▼▼▼

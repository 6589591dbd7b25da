use prism_core::rhi::{RhiSettings, SettingsError, StateQueryMode};
use tempfile::tempdir;

#[test]
fn settings_load_from_a_json_file() {
    let dir = tempdir().unwrap();
    let path = dir.path().join("rhi_settings.json");
    std::fs::write(
        &path,
        r#"{ "state_query_mode": "cache_only", "query_timeout_ms": 5, "reverse_z": false }"#,
    )
    .unwrap();

    let settings = RhiSettings::load(&path).unwrap();

    assert_eq!(settings.state_query_mode, StateQueryMode::CacheOnly);
    assert_eq!(settings.query_timeout_ms, 5);
    assert!(!settings.reverse_z);
    assert_eq!(settings.anisotropy, RhiSettings::default().anisotropy);
}

#[test]
fn unknown_mode_is_a_parse_error() {
    let err = RhiSettings::from_json_str(r#"{ "state_query_mode": "sometimes" }"#).unwrap_err();
    assert!(matches!(err, SettingsError::Parse(_)));
}

#[test]
fn missing_file_is_an_io_error() {
    let dir = tempdir().unwrap();
    let err = RhiSettings::load(dir.path().join("absent.json")).unwrap_err();
    assert!(matches!(err, SettingsError::Io { .. }));
}
mod common;

use bytemuck::{Pod, Zeroable};
use common::{headless, Fixture};
use prism_core::renderer::FrameConstants;
use prism_core::rhi::resource::VertexBuffer;
use prism_core::rhi::ResourceError;
use prism_infra::graphics::headless::DeviceCall;

#[repr(C)]
#[derive(Debug, Clone, Copy, Pod, Zeroable)]
struct Vertex {
    position: [f32; 3],
    uv: [f32; 2],
}

#[test]
fn vertex_upload_reaches_the_buffer() {
    let fx = Fixture::new();
    let buffer = VertexBuffer::new(&fx.device, "triangle", 20, 3).unwrap();
    let vertices = [
        Vertex {
            position: [0.0, 0.5, 0.0],
            uv: [0.5, 0.0],
        },
        Vertex {
            position: [-0.5, -0.5, 0.0],
            uv: [0.0, 1.0],
        },
        Vertex {
            position: [0.5, -0.5, 0.0],
            uv: [1.0, 1.0],
        },
    ];
    let mut list = fx.recording("upload");

    buffer.update(list.device_context(), &vertices).unwrap();

    assert_eq!(
        fx.device.buffer_contents(buffer.handle()).unwrap(),
        bytemuck::cast_slice::<Vertex, u8>(&vertices)
    );
    assert_eq!(
        headless(&mut list).calls(),
        &[DeviceCall::UpdateBuffer {
            buffer: buffer.handle(),
            size: 60,
        }]
    );
}

#[test]
fn oversized_upload_is_rejected() {
    let fx = Fixture::new();
    let buffer = VertexBuffer::new(&fx.device, "point", 20, 1).unwrap();
    let vertices = [Vertex::zeroed(); 2];
    let mut list = fx.recording("upload");

    let err = buffer.update(list.device_context(), &vertices).unwrap_err();

    assert!(matches!(err, ResourceError::InvalidDescriptor(_)));
    assert!(headless(&mut list).calls().is_empty());
}

#[test]
fn frame_constants_fill_their_buffer() {
    let fx = Fixture::new();
    let buffer = fx.factory.constant_buffers().frame.clone();
    let constants = FrameConstants {
        frame: 42,
        ..FrameConstants::default()
    };
    let mut list = fx.recording("constants");

    buffer.update(list.device_context(), &constants).unwrap();

    let contents = fx.device.buffer_contents(buffer.handle()).unwrap();
    assert_eq!(contents.len() as u32, buffer.size());
    assert_eq!(contents.as_slice(), bytemuck::bytes_of(&constants));
}
// Copyright 2025 eraflo
//
// Licensed under the Apache License, Version 2.0 (the "License");
// you may not use this file except in compliance with the License.
// You may obtain a copy of the License at
//
//     http://www.apache.org/licenses/LICENSE-2.0
//
// Unless required by applicable law or agreed to in writing, software
// distributed under the License is distributed on an "AS IS" BASIS,
// WITHOUT WARRANTIES OR CONDITIONS OF ANY KIND, either express or implied.
// See the License for the specific language governing permissions and
// limitations under the License.

//! Plain data types shared by every part of the RHI.

use bitflags::bitflags;
use serde::{Deserialize, Serialize};
use std::num::NonZeroU64;
use std::sync::atomic::{AtomicU64, Ordering};

/// The maximum number of simultaneously bound color render targets.
pub const MAX_RENDER_TARGETS: usize = 8;
/// The maximum number of texture views a single `set_texture` call may bind.
pub const MAX_TEXTURE_VIEWS: usize = 12;
/// The number of storage (read/write) slots cleared after every dispatch.
pub const MAX_STORAGE_SLOTS: usize = 8;
/// The number of constant buffer slots per shader stage.
pub const MAX_CONSTANT_BUFFER_SLOTS: usize = 14;
/// The number of sampler slots per shader stage.
pub const MAX_SAMPLER_SLOTS: usize = 16;
/// The number of sampled texture slots per shader stage.
pub const MAX_SAMPLED_SLOTS: usize = 128;
/// The number of vertex buffer input slots.
pub const MAX_VERTEX_BUFFER_SLOTS: usize = 16;

/// An opaque handle to an object living inside the graphics backend.
///
/// The RHI never interprets the value; it only compares handles to decide whether
/// a piece of state is already bound. "Nothing bound" is expressed as
/// `Option<BackendHandle>::None`.
#[derive(Debug, Clone, Copy, PartialEq, Eq, Hash, PartialOrd, Ord)]
pub struct BackendHandle(NonZeroU64);

impl BackendHandle {
    /// Wraps a raw backend value. Returns `None` for zero, which backends use as "null".
    pub fn new(raw: u64) -> Option<Self> {
        NonZeroU64::new(raw).map(Self)
    }

    /// Returns the raw backend value.
    pub fn raw(self) -> u64 {
        self.0.get()
    }
}

/// A process-unique identity for a resource object.
///
/// Two distinct resource objects never share an id, even when they wrap
/// resources of identical shape.
#[derive(Debug, Clone, Copy, PartialEq, Eq, Hash, PartialOrd, Ord)]
pub struct ResourceId(pub u64);

impl ResourceId {
    /// Allocates the next free id.
    pub fn next() -> Self {
        static NEXT: AtomicU64 = AtomicU64::new(1);
        Self(NEXT.fetch_add(1, Ordering::Relaxed))
    }
}

/// A linear RGBA color.
#[derive(Debug, Clone, Copy, PartialEq, Default, Serialize, Deserialize)]
pub struct Color {
    /// Red channel.
    pub r: f32,
    /// Green channel.
    pub g: f32,
    /// Blue channel.
    pub b: f32,
    /// Alpha channel.
    pub a: f32,
}

impl Color {
    /// Fully transparent black.
    pub const TRANSPARENT: Self = Self::new(0.0, 0.0, 0.0, 0.0);
    /// Opaque black.
    pub const BLACK: Self = Self::new(0.0, 0.0, 0.0, 1.0);
    /// Opaque white.
    pub const WHITE: Self = Self::new(1.0, 1.0, 1.0, 1.0);

    /// Creates a new color from its components.
    pub const fn new(r: f32, g: f32, b: f32, a: f32) -> Self {
        Self { r, g, b, a }
    }

    /// Returns the color as an `[r, g, b, a]` array, the layout backends expect.
    pub fn to_array(self) -> [f32; 4] {
        [self.r, self.g, self.b, self.a]
    }
}

/// The region of the render target that rasterization maps into.
#[derive(Debug, Clone, Copy, PartialEq, Default, Serialize, Deserialize)]
pub struct Viewport {
    /// Left edge in pixels.
    pub x: f32,
    /// Top edge in pixels.
    pub y: f32,
    /// Width in pixels.
    pub width: f32,
    /// Height in pixels.
    pub height: f32,
    /// Minimum depth, usually `0.0`.
    pub depth_min: f32,
    /// Maximum depth, usually `1.0`.
    pub depth_max: f32,
}

impl Viewport {
    /// Creates a viewport covering `width` x `height` pixels with the full depth range.
    pub fn new(x: f32, y: f32, width: f32, height: f32) -> Self {
        Self {
            x,
            y,
            width,
            height,
            depth_min: 0.0,
            depth_max: 1.0,
        }
    }

    /// A viewport is defined once it covers a non-empty area.
    pub fn is_defined(&self) -> bool {
        self.width > 0.0 && self.height > 0.0
    }
}

/// A scissor rectangle in pixels.
#[derive(Debug, Clone, Copy, PartialEq, Eq, Default)]
pub struct Rectangle {
    /// Left edge.
    pub left: i32,
    /// Top edge.
    pub top: i32,
    /// Right edge (exclusive).
    pub right: i32,
    /// Bottom edge (exclusive).
    pub bottom: i32,
}

impl Rectangle {
    /// Creates a new rectangle.
    pub const fn new(left: i32, top: i32, right: i32, bottom: i32) -> Self {
        Self {
            left,
            top,
            right,
            bottom,
        }
    }

    /// Returns `true` if the rectangle covers no pixels.
    pub fn is_empty(&self) -> bool {
        self.right <= self.left || self.bottom <= self.top
    }
}

/// How vertices are assembled into primitives.
#[derive(Debug, Clone, Copy, PartialEq, Eq, Hash, Default)]
pub enum PrimitiveTopology {
    /// Not specified. The command list leaves the device topology untouched.
    #[default]
    Unknown,
    /// Every three vertices form a triangle.
    TriangleList,
    /// Each vertex after the first two forms a triangle with the previous two.
    TriangleStrip,
    /// Every two vertices form a line.
    LineList,
    /// Each vertex is a point.
    PointList,
}

/// A single programmable pipeline stage.
#[derive(Debug, Clone, Copy, PartialEq, Eq, Hash)]
pub enum ShaderStage {
    /// The vertex stage.
    Vertex,
    /// The pixel (fragment) stage.
    Pixel,
    /// The compute stage.
    Compute,
}

impl ShaderStage {
    /// All stages, in binding order.
    pub const ALL: [ShaderStage; 3] = [ShaderStage::Vertex, ShaderStage::Pixel, ShaderStage::Compute];

    /// Index of the stage into per-stage arrays.
    pub const fn index(self) -> usize {
        match self {
            ShaderStage::Vertex => 0,
            ShaderStage::Pixel => 1,
            ShaderStage::Compute => 2,
        }
    }
}

bitflags! {
    /// The set of shader stages a binding call applies to.
    ///
    /// The same resource may be bound to several stages at once; the dirty check
    /// runs independently for every stage in the scope.
    #[derive(Debug, Clone, Copy, PartialEq, Eq, Hash)]
    pub struct ShaderScope: u8 {
        /// The vertex stage.
        const VERTEX = 1 << 0;
        /// The pixel stage.
        const PIXEL = 1 << 1;
        /// The compute stage.
        const COMPUTE = 1 << 2;
    }
}

impl ShaderScope {
    /// Returns the individual stages contained in this scope.
    pub fn stages(self) -> impl Iterator<Item = ShaderStage> {
        ShaderStage::ALL
            .into_iter()
            .filter(move |stage| self.contains(ShaderScope::from(*stage)))
    }
}

impl From<ShaderStage> for ShaderScope {
    fn from(stage: ShaderStage) -> Self {
        match stage {
            ShaderStage::Vertex => ShaderScope::VERTEX,
            ShaderStage::Pixel => ShaderScope::PIXEL,
            ShaderStage::Compute => ShaderScope::COMPUTE,
        }
    }
}

/// Texel, depth and index formats understood by the RHI.
#[derive(Debug, Clone, Copy, PartialEq, Eq, Hash)]
pub enum Format {
    /// 8-bit red/green, unsigned normalized.
    R8G8Unorm,
    /// 8-bit RGBA, unsigned normalized.
    R8G8B8A8Unorm,
    /// Packed 11/11/10-bit float.
    R11G11B10Float,
    /// 16-bit red/green float.
    R16G16Float,
    /// 16-bit RGBA float.
    R16G16B16A16Float,
    /// 16-bit RGBA, signed normalized.
    R16G16B16A16Snorm,
    /// 32-bit RGBA float.
    R32G32B32A32Float,
    /// 32-bit float depth.
    D32Float,
    /// 32-bit float depth with 8-bit stencil.
    D32FloatS8X24Uint,
    /// 16-bit unsigned index.
    R16Uint,
    /// 32-bit unsigned index.
    R32Uint,
}

impl Format {
    /// Returns `true` for formats that carry depth (and possibly stencil).
    pub fn is_depth_stencil(self) -> bool {
        matches!(self, Format::D32Float | Format::D32FloatS8X24Uint)
    }

    /// Returns `true` for color formats usable as render or storage targets.
    pub fn is_color(self) -> bool {
        !self.is_depth_stencil() && !matches!(self, Format::R16Uint | Format::R32Uint)
    }

    /// Size of one texel (or index) in bytes.
    pub fn bytes_per_texel(self) -> u32 {
        match self {
            Format::R16Uint | Format::R8G8Unorm => 2,
            Format::R8G8B8A8Unorm
            | Format::R11G11B10Float
            | Format::R16G16Float
            | Format::D32Float
            | Format::R32Uint => 4,
            Format::R16G16B16A16Float | Format::R16G16B16A16Snorm | Format::D32FloatS8X24Uint => 8,
            Format::R32G32B32A32Float => 16,
        }
    }
}

/// Whether the command list compares requested state against the live device
/// state or against its own bound-state cache.
#[derive(Debug, Clone, Copy, PartialEq, Eq, Default, Serialize, Deserialize)]
#[serde(rename_all = "snake_case")]
pub enum StateQueryMode {
    /// Query the device before every set. Tolerates state changed behind the
    /// command list's back.
    #[default]
    Live,
    /// Trust the command list's cache. Used by backends that cannot read state back.
    CacheOnly,
}

#[cfg(test)]
mod tests {
    use super::*;

    #[test]
    fn backend_handle_zero_is_null() {
        assert!(BackendHandle::new(0).is_none());
        assert_eq!(BackendHandle::new(7).map(BackendHandle::raw), Some(7));
    }

    #[test]
    fn resource_ids_are_unique() {
        let a = ResourceId::next();
        let b = ResourceId::next();
        assert_ne!(a, b);
    }

    #[test]
    fn shader_scope_expands_to_stages() {
        let scope = ShaderScope::VERTEX | ShaderScope::COMPUTE;
        let stages: Vec<_> = scope.stages().collect();
        assert_eq!(stages, vec![ShaderStage::Vertex, ShaderStage::Compute]);
        assert_eq!(ShaderScope::empty().stages().count(), 0);
    }

    #[test]
    fn viewport_definition() {
        assert!(!Viewport::default().is_defined());
        assert!(Viewport::new(0.0, 0.0, 1920.0, 1080.0).is_defined());
    }

    #[test]
    fn format_classification() {
        assert!(Format::D32Float.is_depth_stencil());
        assert!(!Format::D32Float.is_color());
        assert!(Format::R11G11B10Float.is_color());
        assert!(!Format::R16Uint.is_color());
    }
}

▲▲▲

▶ [WORK ORDER]: Please say how many lines of the material above include "bound", giving that number and no other words.

▶ [FINISHED TASK]: 4